# TO DO
Give the lines below again exactly, starting with the line that holds "pub fn into_result(self)" and going on through the line that holds "Verdict::Fail(reason) => Some(ValidationFailure".

# MATERIAL PROVIDED
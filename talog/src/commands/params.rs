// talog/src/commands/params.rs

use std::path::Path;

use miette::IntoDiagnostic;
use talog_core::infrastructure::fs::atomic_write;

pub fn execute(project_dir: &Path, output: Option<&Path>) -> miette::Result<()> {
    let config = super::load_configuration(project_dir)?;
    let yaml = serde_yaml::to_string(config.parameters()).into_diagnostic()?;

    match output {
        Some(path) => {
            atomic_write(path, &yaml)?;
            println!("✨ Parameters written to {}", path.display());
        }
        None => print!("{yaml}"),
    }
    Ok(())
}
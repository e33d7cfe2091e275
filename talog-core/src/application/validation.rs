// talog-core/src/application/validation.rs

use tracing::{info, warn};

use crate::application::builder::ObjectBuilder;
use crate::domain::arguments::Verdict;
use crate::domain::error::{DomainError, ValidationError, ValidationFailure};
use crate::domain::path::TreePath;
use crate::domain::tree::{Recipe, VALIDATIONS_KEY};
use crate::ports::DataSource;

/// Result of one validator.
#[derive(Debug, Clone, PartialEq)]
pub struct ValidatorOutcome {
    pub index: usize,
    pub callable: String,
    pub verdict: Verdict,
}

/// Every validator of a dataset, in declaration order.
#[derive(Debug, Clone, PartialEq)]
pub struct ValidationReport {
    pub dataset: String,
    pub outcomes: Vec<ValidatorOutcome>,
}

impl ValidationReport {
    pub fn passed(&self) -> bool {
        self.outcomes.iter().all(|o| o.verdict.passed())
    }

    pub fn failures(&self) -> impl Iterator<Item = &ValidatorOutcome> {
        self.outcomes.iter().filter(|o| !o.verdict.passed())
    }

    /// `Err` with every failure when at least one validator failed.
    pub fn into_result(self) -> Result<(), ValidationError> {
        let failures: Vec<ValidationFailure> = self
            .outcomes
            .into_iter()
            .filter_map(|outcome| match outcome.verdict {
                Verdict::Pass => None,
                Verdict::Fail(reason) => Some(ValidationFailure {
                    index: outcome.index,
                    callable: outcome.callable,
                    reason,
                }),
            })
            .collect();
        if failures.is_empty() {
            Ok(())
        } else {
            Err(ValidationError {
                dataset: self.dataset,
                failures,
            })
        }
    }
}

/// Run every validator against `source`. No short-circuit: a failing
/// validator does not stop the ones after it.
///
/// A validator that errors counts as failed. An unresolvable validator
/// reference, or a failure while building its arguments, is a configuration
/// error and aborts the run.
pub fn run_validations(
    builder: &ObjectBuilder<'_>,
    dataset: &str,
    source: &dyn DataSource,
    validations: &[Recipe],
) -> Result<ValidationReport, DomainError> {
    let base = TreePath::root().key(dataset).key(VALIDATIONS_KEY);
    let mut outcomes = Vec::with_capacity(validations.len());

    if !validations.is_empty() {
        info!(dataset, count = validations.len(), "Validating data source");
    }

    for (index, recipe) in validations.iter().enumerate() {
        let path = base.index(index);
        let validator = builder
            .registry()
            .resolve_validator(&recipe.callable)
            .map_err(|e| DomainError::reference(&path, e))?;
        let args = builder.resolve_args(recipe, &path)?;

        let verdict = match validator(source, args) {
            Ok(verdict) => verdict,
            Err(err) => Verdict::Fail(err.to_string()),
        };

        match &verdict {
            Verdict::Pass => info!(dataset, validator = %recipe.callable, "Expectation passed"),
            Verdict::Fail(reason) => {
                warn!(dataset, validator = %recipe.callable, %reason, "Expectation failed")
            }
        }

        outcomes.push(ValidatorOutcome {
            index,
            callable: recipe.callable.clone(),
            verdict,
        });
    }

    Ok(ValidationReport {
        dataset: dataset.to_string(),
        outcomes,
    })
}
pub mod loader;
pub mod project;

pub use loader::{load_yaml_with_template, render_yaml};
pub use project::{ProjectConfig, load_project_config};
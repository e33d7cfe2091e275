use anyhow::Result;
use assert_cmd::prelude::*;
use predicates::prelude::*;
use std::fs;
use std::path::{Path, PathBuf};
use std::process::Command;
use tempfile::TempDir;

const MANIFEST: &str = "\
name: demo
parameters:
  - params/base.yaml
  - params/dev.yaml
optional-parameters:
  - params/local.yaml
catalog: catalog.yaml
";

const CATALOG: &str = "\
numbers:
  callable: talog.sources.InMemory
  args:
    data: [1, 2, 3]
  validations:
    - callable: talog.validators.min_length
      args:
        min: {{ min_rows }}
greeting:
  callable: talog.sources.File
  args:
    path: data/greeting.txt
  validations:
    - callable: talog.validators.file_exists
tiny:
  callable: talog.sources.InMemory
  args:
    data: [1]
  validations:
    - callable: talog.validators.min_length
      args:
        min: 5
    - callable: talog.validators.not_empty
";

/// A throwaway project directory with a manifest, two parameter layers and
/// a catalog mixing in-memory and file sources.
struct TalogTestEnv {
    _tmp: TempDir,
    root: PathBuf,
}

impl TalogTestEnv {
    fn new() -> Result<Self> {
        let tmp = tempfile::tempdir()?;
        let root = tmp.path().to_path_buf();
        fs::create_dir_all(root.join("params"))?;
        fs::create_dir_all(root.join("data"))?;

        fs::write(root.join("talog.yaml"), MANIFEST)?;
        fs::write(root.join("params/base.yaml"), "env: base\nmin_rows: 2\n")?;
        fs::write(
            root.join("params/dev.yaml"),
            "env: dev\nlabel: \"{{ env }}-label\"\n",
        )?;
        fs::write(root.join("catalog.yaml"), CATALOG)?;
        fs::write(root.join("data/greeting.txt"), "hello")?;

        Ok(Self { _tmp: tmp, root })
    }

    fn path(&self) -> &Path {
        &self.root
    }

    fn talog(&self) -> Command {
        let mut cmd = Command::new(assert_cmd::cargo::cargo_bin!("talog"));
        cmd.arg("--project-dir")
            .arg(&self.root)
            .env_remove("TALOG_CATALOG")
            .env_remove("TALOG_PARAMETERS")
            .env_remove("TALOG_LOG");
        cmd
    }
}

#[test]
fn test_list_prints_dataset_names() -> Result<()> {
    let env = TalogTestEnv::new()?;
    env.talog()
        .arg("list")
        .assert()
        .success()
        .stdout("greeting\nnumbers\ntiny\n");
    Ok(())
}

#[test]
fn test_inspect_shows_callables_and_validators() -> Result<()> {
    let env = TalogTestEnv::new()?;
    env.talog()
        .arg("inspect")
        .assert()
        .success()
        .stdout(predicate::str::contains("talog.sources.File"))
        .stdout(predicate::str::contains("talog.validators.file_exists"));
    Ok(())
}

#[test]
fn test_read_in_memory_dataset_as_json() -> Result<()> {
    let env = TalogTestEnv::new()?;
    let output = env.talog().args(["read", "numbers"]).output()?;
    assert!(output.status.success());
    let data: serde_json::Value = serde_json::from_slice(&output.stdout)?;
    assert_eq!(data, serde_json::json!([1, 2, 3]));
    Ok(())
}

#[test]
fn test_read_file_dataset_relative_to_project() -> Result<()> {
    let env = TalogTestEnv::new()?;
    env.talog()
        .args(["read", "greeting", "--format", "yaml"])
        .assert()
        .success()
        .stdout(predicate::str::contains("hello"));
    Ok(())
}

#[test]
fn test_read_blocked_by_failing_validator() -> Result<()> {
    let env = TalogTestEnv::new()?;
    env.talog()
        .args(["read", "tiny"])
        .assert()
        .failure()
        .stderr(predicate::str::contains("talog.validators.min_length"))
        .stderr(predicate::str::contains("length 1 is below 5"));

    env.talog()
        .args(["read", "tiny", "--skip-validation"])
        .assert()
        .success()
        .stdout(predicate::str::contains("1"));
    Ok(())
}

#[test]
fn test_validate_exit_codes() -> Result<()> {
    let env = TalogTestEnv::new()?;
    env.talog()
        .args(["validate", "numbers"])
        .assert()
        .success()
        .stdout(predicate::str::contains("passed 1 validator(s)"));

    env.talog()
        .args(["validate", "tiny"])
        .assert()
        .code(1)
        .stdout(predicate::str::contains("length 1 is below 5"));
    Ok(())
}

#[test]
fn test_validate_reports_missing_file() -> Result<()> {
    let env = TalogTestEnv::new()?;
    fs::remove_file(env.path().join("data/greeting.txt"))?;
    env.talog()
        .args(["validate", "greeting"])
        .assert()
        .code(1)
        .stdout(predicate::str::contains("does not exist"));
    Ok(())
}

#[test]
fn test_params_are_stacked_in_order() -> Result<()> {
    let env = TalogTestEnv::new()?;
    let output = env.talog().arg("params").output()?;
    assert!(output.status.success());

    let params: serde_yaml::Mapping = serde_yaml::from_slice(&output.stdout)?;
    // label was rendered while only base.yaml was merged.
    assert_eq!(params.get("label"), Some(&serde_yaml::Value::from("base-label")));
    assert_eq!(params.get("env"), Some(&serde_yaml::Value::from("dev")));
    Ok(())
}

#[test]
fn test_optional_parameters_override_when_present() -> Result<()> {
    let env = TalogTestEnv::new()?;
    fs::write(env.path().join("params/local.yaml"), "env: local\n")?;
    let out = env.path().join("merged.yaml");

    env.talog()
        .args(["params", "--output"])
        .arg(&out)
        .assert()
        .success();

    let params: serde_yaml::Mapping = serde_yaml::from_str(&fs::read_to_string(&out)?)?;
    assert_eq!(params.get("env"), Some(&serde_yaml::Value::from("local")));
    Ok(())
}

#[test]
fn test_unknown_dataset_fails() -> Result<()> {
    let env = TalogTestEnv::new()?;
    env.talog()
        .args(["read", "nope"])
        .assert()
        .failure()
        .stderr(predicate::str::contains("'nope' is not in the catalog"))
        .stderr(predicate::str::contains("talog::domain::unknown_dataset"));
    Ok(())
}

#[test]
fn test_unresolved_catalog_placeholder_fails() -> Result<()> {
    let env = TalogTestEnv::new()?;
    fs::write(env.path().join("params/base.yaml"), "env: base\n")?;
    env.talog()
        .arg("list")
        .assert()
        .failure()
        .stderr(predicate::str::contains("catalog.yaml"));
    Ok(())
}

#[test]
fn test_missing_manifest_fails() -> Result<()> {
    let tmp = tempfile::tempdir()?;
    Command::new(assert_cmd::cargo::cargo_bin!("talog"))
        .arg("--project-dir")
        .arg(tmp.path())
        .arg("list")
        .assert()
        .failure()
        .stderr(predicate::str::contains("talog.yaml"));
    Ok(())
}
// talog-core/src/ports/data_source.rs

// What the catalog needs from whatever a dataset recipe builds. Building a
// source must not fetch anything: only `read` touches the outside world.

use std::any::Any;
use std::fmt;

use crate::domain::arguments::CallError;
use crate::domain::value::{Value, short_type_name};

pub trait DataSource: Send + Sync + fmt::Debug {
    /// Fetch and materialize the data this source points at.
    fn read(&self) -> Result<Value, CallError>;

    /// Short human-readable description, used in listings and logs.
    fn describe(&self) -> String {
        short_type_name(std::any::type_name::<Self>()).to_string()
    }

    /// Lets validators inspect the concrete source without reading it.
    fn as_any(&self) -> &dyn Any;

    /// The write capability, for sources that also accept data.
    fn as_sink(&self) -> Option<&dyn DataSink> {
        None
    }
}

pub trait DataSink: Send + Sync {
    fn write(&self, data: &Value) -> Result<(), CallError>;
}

# SOLUTION TO THIS PROBLEM
    pub fn into_result(self) -> Result<(), ValidationError> {
        let failures: Vec<ValidationFailure> = self
            .outcomes
            .into_iter()
            .filter_map(|outcome| match outcome.verdict {
                Verdict::Pass => None,
                Verdict::Fail(reason) => Some(ValidationFailure {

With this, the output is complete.